Home › Forums › Discussions › General › Windows Packet Filter causes file transfer on shares to reduce a lot?
- This topic has 25 replies, 2 voices, and was last updated 3 years, 2 months ago by Vadim Smirnov.
-
AuthorPosts
-
June 26, 2021 at 4:14 am #11550
Hi,
We wanted to test how well the Windows Packet Filter performs, so we installed the Windows Packet Filter 3.2.29.1 x64.msi and compiled the capture tool, and after running it the speed of file transfer (SMB) on shares reduced by around 70-80%! Is there anyway to fix this? is this a bug or..?
June 26, 2021 at 4:20 am #11551Also Shouldn’t the fast I/O that is implemented recently fix this?
We compiled the capture as 64 bit (so not wow64) and the tested windows was windows 10 20h1.
What is causing this problem?
June 26, 2021 at 4:45 am #11553Capture tool was primarily designed for testing/debugging purposes and it utilizes relatively slow file stream I/O, e.g. each intercepted packet is delayed for the time needed to write it into the file resulting the increased latency and decreased bandwidth.
If you need a high speed traffic capture solution you have to implement in-memory packet caching and write captured packets into the file using dedicated thread instead of doing this in the packet filtering one. Or you could use use the memory mapped file and let Windows cache manager to do the rest 🤔
P.S. And yes, Fast I/O may improve the performance even further…
June 26, 2021 at 6:27 am #11554We removed the file writing part, but the problem still persist. so right now it just gets the packet from driver, and then passes it back to kernel.
Although i should mention that our connection speed is 1Gb/s, and using capture even after removing the file writings will reduce it to 200Mb/s when moving files from shares?
Can you give it a try as well by removing the file writing and see how much it reduces the speed?
June 26, 2021 at 6:36 am #11557The sample code you tested was designed for the demo purposes only. If you are interested in the performance tests you can check this post.
June 26, 2021 at 7:09 am #11558I actually read that post too, and compiled the exact code and the result is still the same, smb file transfer speed gets reduced by 80%-70%.
The reason i tried the newest version was that i was hoping maybe direct IO would fix this issue, since they didn’t implement direct IO in that post, but seems like it doesn’t.
Although I’m not sure how that post is claiming to reach 90MB/s when i cant reach 30-40? Maybe it didn’t try doing file transfer through share?
Are you getting the same result as me?
June 26, 2021 at 7:25 am #11563I’ve just taken dnstrace sample (dumps DNS packets and passes everything else without any special handling) and tried to copy one large file from the system running dnstrace to another one. Here is the result with dnstrace running and without:
.
June 26, 2021 at 7:36 am #11565The only idea I have is that you have some other third-party software (which includes NDIS/WFP filter) and somehow results the software conflict… Try to setup two fresh Windows connected over the switch or direct cable.
P.S. To ensure, retested with reversed copy direction and the result is still the same…
June 26, 2021 at 8:18 am #11566I guess one reason could be because of how powerful the underlying CPU is. I tied the dnstrace and it got reduced from 80MB/s to 40MB/s. But it is weird that it doesn’t get reduced at all in your case, are you sure you are copying from a shared folder on a network? mine is a freshly installed windows 10 (VM).
I want to measure how much overhead this project has if we use it to send every packet to user to check (block or not), and then send those that are OK based on user mode decision.
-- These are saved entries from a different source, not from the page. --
// ============================================================
// Layer 2 — PipelineUseCase
// ============================================================
// Runs the four steps in file-handoff order:
//
//   merge → quotes → words → split
//
// The steps share nothing but the file system. With
// CollectAndContinue a failed step is logged and the next one
// still runs; with AbortOnFirst the first failure stops the run.

use serde::{Deserialize, Serialize};

use crate::application::{
    merge_use_case::{MergeConfig, MergeUseCase},
    quotes_use_case::{QuotesConfig, QuotesUseCase},
    split_use_case::{SplitConfig, SplitUseCase},
    words_use_case::{WordsConfig, WordsUseCase},
};
use crate::domain::error::{ErrorPolicy, PrepError, PrepResult};

// ─── Pipeline Configuration ──────────────────────────────────────────────────
// Every path, the seed, and the split ratios in one place.
// Saved and loaded as JSON by infra::config_store.
#[derive(Debug, Clone, Default, PartialEq, Serialize, Deserialize)]
#[serde(default)]
pub struct PipelineConfig {
    pub error_policy: ErrorPolicy,
    pub merge:        MergeConfig,
    pub quotes:       QuotesConfig,
    pub words:        WordsConfig,
    pub split:        SplitConfig,
}

#[derive(Debug, Default)]
pub struct PipelineReport {
    pub completed: Vec<&'static str>,
    pub failed:    Vec<(&'static str, PrepError)>,
}

impl PipelineReport {
    pub fn is_success(&self) -> bool {
        self.failed.is_empty()
    }
}

pub struct PipelineUseCase {
    config: PipelineConfig,
}

impl PipelineUseCase {
    pub fn new(config: PipelineConfig) -> Self {
        Self { config }
    }

    pub fn execute(&self) -> PrepResult<PipelineReport> {
        let cfg    = &self.config;
        let policy = cfg.error_policy;
        let mut report = PipelineReport::default();

        let merge  = || MergeUseCase::new(cfg.merge.clone(), policy).execute().map(|_| ());
        let quotes = || QuotesUseCase::new(cfg.quotes.clone(), policy).execute().map(|_| ());
        let words  = || WordsUseCase::new(cfg.words.clone()).execute().map(|_| ());
        let split  = || SplitUseCase::new(cfg.split.clone()).execute().map(|_| ());

        let steps: [(&'static str, &dyn Fn() -> PrepResult<()>); 4] = [
            ("merge", &merge),
            ("quotes", &quotes),
            ("words", &words),
            ("split", &split),
        ];

        for (name, step) in steps {
            tracing::info!("── {} ──", name);
            match step() {
                Ok(()) => report.completed.push(name),
                Err(e) if policy == ErrorPolicy::AbortOnFirst => return Err(e),
                Err(e) => {
                    tracing::error!("Step '{}' failed: {}", name, e);
                    report.failed.push((name, e));
                }
            }
        }

        Ok(report)
    }
}
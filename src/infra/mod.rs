// ============================================================
// Layer 6 — Infrastructure Layer
// ============================================================
// Cross-cutting concerns that don't belong to any one step:
//
//   config_store.rs — Saves and loads the PipelineConfig as
//                     JSON, so a full run (every path, the
//                     seed, the split ratios, the error
//                     policy) can be described in one file.
//
// Reference: Rust Book §7 (Modules)
//            serde / serde_json documentation

/// PipelineConfig JSON persistence
pub mod config_store;
// ============================================================
// Layer 1 — CLI Commands and Arguments
// ============================================================
// One subcommand per data-preparation step, plus `pipeline`
// (all four from a JSON config) and `init-config`.
//
// Path flags are optional: a flag left out keeps the path the
// step has always used (see each use case's Default config).
//
// Reference: Rust Book §12 (Building a CLI Program)

use clap::{Args, Subcommand};
use std::path::PathBuf;

use crate::application::{
    merge_use_case::{LabeledSource, MergeConfig},
    quotes_use_case::QuotesConfig,
    split_use_case::SplitConfig,
    words_use_case::WordsConfig,
};
use crate::data::splitter::SplitRatios;

#[derive(Subcommand, Debug)]
pub enum Commands {
    /// Merge labeled CSV fragments into one dataset
    Merge(MergeArgs),

    /// Convert the 4-line quote-pair text file into a labeled CSV
    Quotes(QuotesArgs),

    /// Label words as memorable by thresholding pRecall at its median
    Words(WordsArgs),

    /// Split a labeled CSV into train / validation / test CSVs
    Split(SplitArgs),

    /// Run merge, quotes, words and split in order
    Pipeline(PipelineArgs),

    /// Write the default pipeline config as JSON
    InitConfig(InitConfigArgs),
}

// ─── merge ────────────────────────────────────────────────────────────────────
#[derive(Args, Debug)]
pub struct MergeArgs {
    /// Input fragment and its label, as PATH=LABEL (label 0 or 1).
    /// Repeat for each fragment. Defaults to the five generated datasets.
    #[arg(long = "source", value_name = "PATH=LABEL", value_parser = parse_source)]
    pub sources: Vec<LabeledSource>,

    /// Where to write the merged CSV
    #[arg(long)]
    pub output: Option<PathBuf>,
}

impl From<MergeArgs> for MergeConfig {
    fn from(a: MergeArgs) -> Self {
        let mut cfg = MergeConfig::default();
        if !a.sources.is_empty() {
            cfg.sources = a.sources;
        }
        if let Some(output) = a.output {
            cfg.output = output;
        }
        cfg
    }
}

/// Parse "some/file.csv=1" into a LabeledSource.
/// Splits on the last '=' so paths may contain '='.
fn parse_source(s: &str) -> Result<LabeledSource, String> {
    let (path, label) = s
        .rsplit_once('=')
        .ok_or_else(|| format!("expected PATH=LABEL, got '{s}'"))?;
    if path.is_empty() {
        return Err(format!("missing path in '{s}'"));
    }
    let label = label.parse().map_err(|e| format!("{e}"))?;
    Ok(LabeledSource::new(path, label))
}

// ─── quotes ───────────────────────────────────────────────────────────────────
#[derive(Args, Debug)]
pub struct QuotesArgs {
    /// Quote-pair text file (4 non-blank lines per pair)
    #[arg(long)]
    pub input: Option<PathBuf>,

    /// Where to write the Quote,Memorable CSV
    #[arg(long)]
    pub output: Option<PathBuf>,
}

impl From<QuotesArgs> for QuotesConfig {
    fn from(a: QuotesArgs) -> Self {
        let d = QuotesConfig::default();
        QuotesConfig {
            input:  a.input.unwrap_or(d.input),
            output: a.output.unwrap_or(d.output),
            ..QuotesConfig::default()
        }
    }
}

// ─── words ────────────────────────────────────────────────────────────────────
#[derive(Args, Debug)]
pub struct WordsArgs {
    /// Word-memorability CSV with a pRecall column
    #[arg(long)]
    pub input: Option<PathBuf>,

    /// Where to write the processed CSV
    #[arg(long)]
    pub output: Option<PathBuf>,
}

impl From<WordsArgs> for WordsConfig {
    fn from(a: WordsArgs) -> Self {
        let d = WordsConfig::default();
        WordsConfig {
            input:  a.input.unwrap_or(d.input),
            output: a.output.unwrap_or(d.output),
            ..WordsConfig::default()
        }
    }
}

// ─── split ────────────────────────────────────────────────────────────────────
#[derive(Args, Debug)]
pub struct SplitArgs {
    /// Labeled CSV to split
    #[arg(long)]
    pub input: Option<PathBuf>,

    #[arg(long)]
    pub train_output: Option<PathBuf>,

    #[arg(long)]
    pub val_output: Option<PathBuf>,

    #[arg(long)]
    pub test_output: Option<PathBuf>,

    /// Seed for both shuffles; the same seed always gives the same split
    #[arg(long, default_value_t = 42)]
    pub seed: u64,

    #[arg(long, default_value_t = 0.70)]
    pub train_ratio: f64,

    #[arg(long, default_value_t = 0.15)]
    pub val_ratio: f64,

    #[arg(long, default_value_t = 0.15)]
    pub test_ratio: f64,
}

impl From<SplitArgs> for SplitConfig {
    fn from(a: SplitArgs) -> Self {
        let d = SplitConfig::default();
        SplitConfig {
            input:             a.input.unwrap_or(d.input),
            train_output:      a.train_output.unwrap_or(d.train_output),
            validation_output: a.val_output.unwrap_or(d.validation_output),
            test_output:       a.test_output.unwrap_or(d.test_output),
            seed:              a.seed,
            ratios: SplitRatios {
                train:      a.train_ratio,
                validation: a.val_ratio,
                test:       a.test_ratio,
            },
            label_column: d.label_column,
        }
    }
}

// ─── pipeline / init-config ───────────────────────────────────────────────────
#[derive(Args, Debug)]
pub struct PipelineArgs {
    /// JSON config file; defaults are used when omitted
    #[arg(long)]
    pub config: Option<PathBuf>,
}

#[derive(Args, Debug)]
pub struct InitConfigArgs {
    /// Where to write the config
    #[arg(long, default_value = "pipeline.json")]
    pub output: PathBuf,

    /// Overwrite the file if it already exists
    #[arg(long)]
    pub force: bool,
}
mod cli;
mod application;
mod domain;
mod data;
mod infra;

use anyhow::Result;
use cli::Cli;
use clap::Parser;

fn main() -> Result<()> {
    tracing_subscriber::fmt()
        .with_env_filter(
            tracing_subscriber::EnvFilter::from_default_env()
                .add_directive("memorability_prep=info".parse()?),
        )
        .init();

    let cli = Cli::parse();
    cli.run()
}
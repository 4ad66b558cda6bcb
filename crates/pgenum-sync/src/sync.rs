//! Schema-sync orchestration
//!
//! [`SchemaSync`] is the session-scoped coordinator sitting between an
//! external table/column diff engine and the enum-specific machinery. The
//! engine reports every column-level change it detects; the orchestrator
//! decides which changes concern managed enum types, replaces the engine's
//! default DDL where needed, and keeps the per-run deduplication tracker
//! consistent so each type-level statement is emitted exactly once.
//!
//! One instance serves one comparison session. `reset` must be called
//! between sessions; the cached catalog state and the deduplication stacks
//! are only valid for a single run.

use std::sync::Arc;

use super::Result;
use super::SyncError;
use super::column::{ChangeOutcome, ColumnChange, ColumnDescriptor, ENUM_TYPE, RawColumn};
use super::comment;
use super::database::DatabaseDefinitionRegistry;
use super::ddl;
use super::definition::{DefinitionRegistry, EnumDefinition};
use super::diff::{self, CasesDiff};
use super::introspection::EnumIntrospector;
use super::tracker::TypeQueryTracker;
use super::usage::UsageRegistry;

/// Session-scoped enum schema-sync coordinator.
pub struct SchemaSync {
	definitions: DefinitionRegistry,
	database: DatabaseDefinitionRegistry,
	usage: UsageRegistry,
	tracker: TypeQueryTracker,
}

impl SchemaSync {
	pub fn new(definitions: DefinitionRegistry, introspector: Arc<dyn EnumIntrospector>) -> Self {
		Self {
			definitions,
			database: DatabaseDefinitionRegistry::new(Arc::clone(&introspector)),
			usage: UsageRegistry::new(introspector),
			tracker: TypeQueryTracker::new(),
		}
	}

	pub fn definitions(&self) -> &DefinitionRegistry {
		&self.definitions
	}

	/// Start a new comparison session: drop cached catalog state and clear
	/// the deduplication stacks.
	pub fn reset(&mut self) {
		self.database.reset();
		self.usage.reset();
		self.tracker.reset();
	}

	/// Handle one column-level change reported by the diff engine.
	///
	/// Changes that do not involve a managed enum type pass through
	/// untouched. An incompatible value-set mutation aborts with
	/// [`SyncError::UnsafeEnumMutation`] before any DDL is produced.
	pub async fn apply(&mut self, change: ColumnChange) -> Result<ChangeOutcome> {
		match change {
			ColumnChange::TableColumnCreated { table, column } => {
				self.on_table_column_created(&table, column).await
			}
			ColumnChange::ColumnAdded { table, column } => {
				self.on_column_added(&table, column).await
			}
			ColumnChange::ColumnChanged {
				table,
				from,
				to,
				default_sql,
			} => self.on_column_changed(&table, from, to, default_sql).await,
			ColumnChange::ColumnRemoved { table, column } => {
				self.on_column_removed(&table, column).await
			}
		}
	}

	/// Interpret a column read back from the catalog.
	///
	/// Returns `None` when the column's type is not a managed enum type,
	/// leaving interpretation to the caller. For managed columns the
	/// descriptor is rewritten to the generic enum storage type with the
	/// owner annotation set, and when the declared value set differs from
	/// the catalog's the pending-change marker is planted so the diff engine
	/// revisits the column.
	pub async fn read_column(&mut self, raw: &RawColumn) -> Result<Option<ColumnDescriptor>> {
		let Some(definition) = self.definitions.by_type_name(&raw.type_name).cloned() else {
			return Ok(None);
		};

		// A type registered here but absent from the catalog counts as
		// changed; its creation is still pending.
		let changed = match self.database.get(&definition.name).await? {
			Some(db) => db.cases != definition.cases,
			None => true,
		};

		let mut column = ColumnDescriptor::new(&raw.name, ENUM_TYPE)
			.nullable(raw.nullable)
			.enum_owner(&definition.owner);
		column.default = raw.default.clone();
		column.comment = if changed {
			Some(comment::mark(raw.comment.as_deref()))
		} else {
			raw.comment.clone()
		};
		column.pending_enum_change = changed;

		Ok(Some(column))
	}

	async fn on_table_column_created(
		&mut self,
		table: &str,
		column: ColumnDescriptor,
	) -> Result<ChangeOutcome> {
		let Some(definition) = self.resolve(&column) else {
			return Ok(ChangeOutcome::pass_through());
		};
		tracing::debug!(table, column = %column.name, type_name = %definition.name, "column created with enum type");

		// A freshly created table cannot have queued statements for its
		// types yet, so nothing is deduplicated here.
		let mut statements = self.persistence_sql(&definition).await?;

		let mut column = column;
		column.storage_type = definition.name.clone();
		statements.push(ddl::add_column(table, &column));

		// Comments are always altered in a separate statement; clearing the
		// descriptor keeps the marker out of the created schema.
		column.comment = None;
		column.pending_enum_change = false;

		Ok(ChangeOutcome {
			suppress_default: true,
			statements,
			column: Some(column),
		})
	}

	async fn on_column_added(
		&mut self,
		table: &str,
		column: ColumnDescriptor,
	) -> Result<ChangeOutcome> {
		let Some(definition) = self.resolve(&column) else {
			return Ok(ChangeOutcome::pass_through());
		};
		tracing::debug!(table, column = %column.name, type_name = %definition.name, "column added with enum type");

		let mut statements = Vec::new();
		self.queue_persistence(&definition, &mut statements).await?;

		let mut column = column;
		column.storage_type = definition.name.clone();
		let sql = ddl::add_column(table, &column);
		self.tracker.add_usage_query(sql.clone(), &definition.name);
		statements.push(sql);

		Ok(ChangeOutcome {
			suppress_default: true,
			statements,
			column: Some(column),
		})
	}

	async fn on_column_changed(
		&mut self,
		table: &str,
		from: ColumnDescriptor,
		to: ColumnDescriptor,
		default_sql: Vec<String>,
	) -> Result<ChangeOutcome> {
		let to_definition = self.resolve(&to);
		let from_definition = self.resolve(&from);

		if to_definition.is_none() && from_definition.is_none() {
			return Ok(ChangeOutcome::pass_through());
		}

		match (to_definition, from_definition) {
			// Same application type on both sides: the value set changed
			// (or only the marker did). The column keeps its type.
			(Some(definition), Some(from_definition))
				if definition.owner == from_definition.owner =>
			{
				tracing::debug!(table, column = %to.name, type_name = %definition.name, "enum value set changed");

				let mut statements = Vec::new();
				self.queue_persistence(&definition, &mut statements).await?;

				let mut to = to;
				to.storage_type = definition.name.clone();
				let sql = ddl::alter_column_type(table, &to.name, &definition.name);
				self.tracker.add_usage_query(sql.clone(), &definition.name);
				statements.push(sql);

				// The marker must never survive into a stored comment.
				to.comment = comment::unmark(to.comment.as_deref());
				to.pending_enum_change = false;

				Ok(ChangeOutcome {
					suppress_default: true,
					statements,
					column: Some(to),
				})
			}
			(to_definition, from_definition) => {
				let mut statements = Vec::new();
				let mut column = None;

				if let Some(definition) = &to_definition {
					tracing::debug!(table, column = %to.name, type_name = %definition.name, "column changed to enum type");

					self.queue_persistence(definition, &mut statements).await?;

					let mut to = to;
					to.storage_type = definition.name.clone();
					// Changing a column's type needs an explicit cast.
					let sql = ddl::append_using_cast(&ddl::alter_column_type(
						table,
						&to.name,
						&definition.name,
					));
					self.tracker.add_usage_query(sql.clone(), &definition.name);
					statements.push(sql);

					to.comment = comment::unmark(to.comment.as_deref());
					to.pending_enum_change = false;
					column = Some(to);
				} else {
					// Changed away from an enum entirely: the engine's own
					// statements still apply, followed by the type removal
					// decision.
					statements.extend(default_sql);
				}

				if let Some(definition) = &from_definition {
					tracing::debug!(table, column = %from.name, type_name = %definition.name, "column changed away from enum type");
					let removal = self.removal_sql(table, definition, &from.name).await?;
					statements.extend(removal);
				}

				Ok(ChangeOutcome {
					suppress_default: true,
					statements,
					column,
				})
			}
		}
	}

	async fn on_column_removed(
		&mut self,
		table: &str,
		column: ColumnDescriptor,
	) -> Result<ChangeOutcome> {
		let Some(definition) = self.resolve(&column) else {
			return Ok(ChangeOutcome::pass_through());
		};
		tracing::debug!(table, column = %column.name, type_name = %definition.name, "enum column removed");

		let mut statements = vec![ddl::drop_column(table, &column.name)];
		let removal = self.removal_sql(table, &definition, &column.name).await?;
		statements.extend(removal);

		Ok(ChangeOutcome {
			suppress_default: true,
			statements,
			column: None,
		})
	}

	/// CREATE TYPE when the type is absent from the catalog, ALTER TYPE ADD
	/// VALUE per appended case when it drifted, nothing when it matches.
	async fn persistence_sql(&mut self, definition: &EnumDefinition) -> Result<Vec<String>> {
		let database_definition = self.database.get(&definition.name).await?.cloned();
		match database_definition {
			None => Ok(vec![ddl::create_type(definition)]),
			Some(db) => match diff::diff_cases(&db.cases, &definition.cases) {
				CasesDiff::Unchanged => Ok(Vec::new()),
				CasesDiff::Appended(values) => Ok(values
					.iter()
					.map(|value| ddl::add_value(&definition.name, value))
					.collect()),
				CasesDiff::Incompatible { reason } => Err(SyncError::UnsafeEnumMutation {
					type_name: definition.name.clone(),
					reason,
				}),
			},
		}
	}

	/// Emit the persistence statements not yet queued for the type in this
	/// run, recording them as queued.
	async fn queue_persistence(
		&mut self,
		definition: &EnumDefinition,
		statements: &mut Vec<String>,
	) -> Result<()> {
		for sql in self.persistence_sql(definition).await? {
			if !self.tracker.has_persistence_query(&sql, &definition.name) {
				self.tracker.add_persistence_query(sql.clone(), &definition.name);
				statements.push(sql);
			}
		}
		Ok(())
	}

	/// Decide what happens to a type when a column stops using it.
	///
	/// A type still used by other columns gets its pending persistence
	/// statements (the remaining columns still need them); an orphaned type
	/// is dropped, unless a statement queued earlier in this run keeps it
	/// alive.
	async fn removal_sql(
		&mut self,
		table: &str,
		definition: &EnumDefinition,
		column_name: &str,
	) -> Result<Vec<String>> {
		if self
			.usage
			.is_used_elsewhere(&definition.name, table, column_name)
			.await?
		{
			let mut statements = Vec::new();
			self.queue_persistence(definition, &mut statements).await?;
			return Ok(statements);
		}

		let sql = ddl::drop_type(&definition.name);
		if !self.tracker.has_removal_query(&sql, &definition.name)
			&& self.tracker.is_persistence_stack_empty(&definition.name)
			&& self.tracker.is_usage_stack_empty(&definition.name)
		{
			self.tracker.add_removal_query(sql.clone(), &definition.name);
			Ok(vec![sql])
		} else {
			tracing::warn!(type_name = %definition.name, "drop withheld, statements already queued for this type");
			Ok(Vec::new())
		}
	}

	fn resolve(&self, column: &ColumnDescriptor) -> Option<EnumDefinition> {
		let owner = column.enum_owner.as_deref()?;
		self.definitions.by_owner(owner).cloned()
	}
}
So this dnstrace seems to do exactly this right? because based on reading its code, it is receiving packets from kernel and sending those that are OK (which in this case is all of them) back to kernel, right?
June 26, 2021 at 8:21 am #11568Can you also try to use the code that was shared on the blog that you mentioned to see if you still don’t get any reduced performance?
June 26, 2021 at 8:36 am #11569I guess one reason could be because of how powerful the underlying CPU is.
It is easy to verify, just start Task Manager (or Resource Monitor) when you copy the file and check the CPU load with and without dnstrace running. If your CPU peaks even without dnstrace then no wonder if you get the throughput degradation when add extra work…
I want to measure how much overhead this project has if we use it to send every packet to user to check (block or not), and then send those that are OK based on user mode decision. So this dnstrace seems to do exactly this right?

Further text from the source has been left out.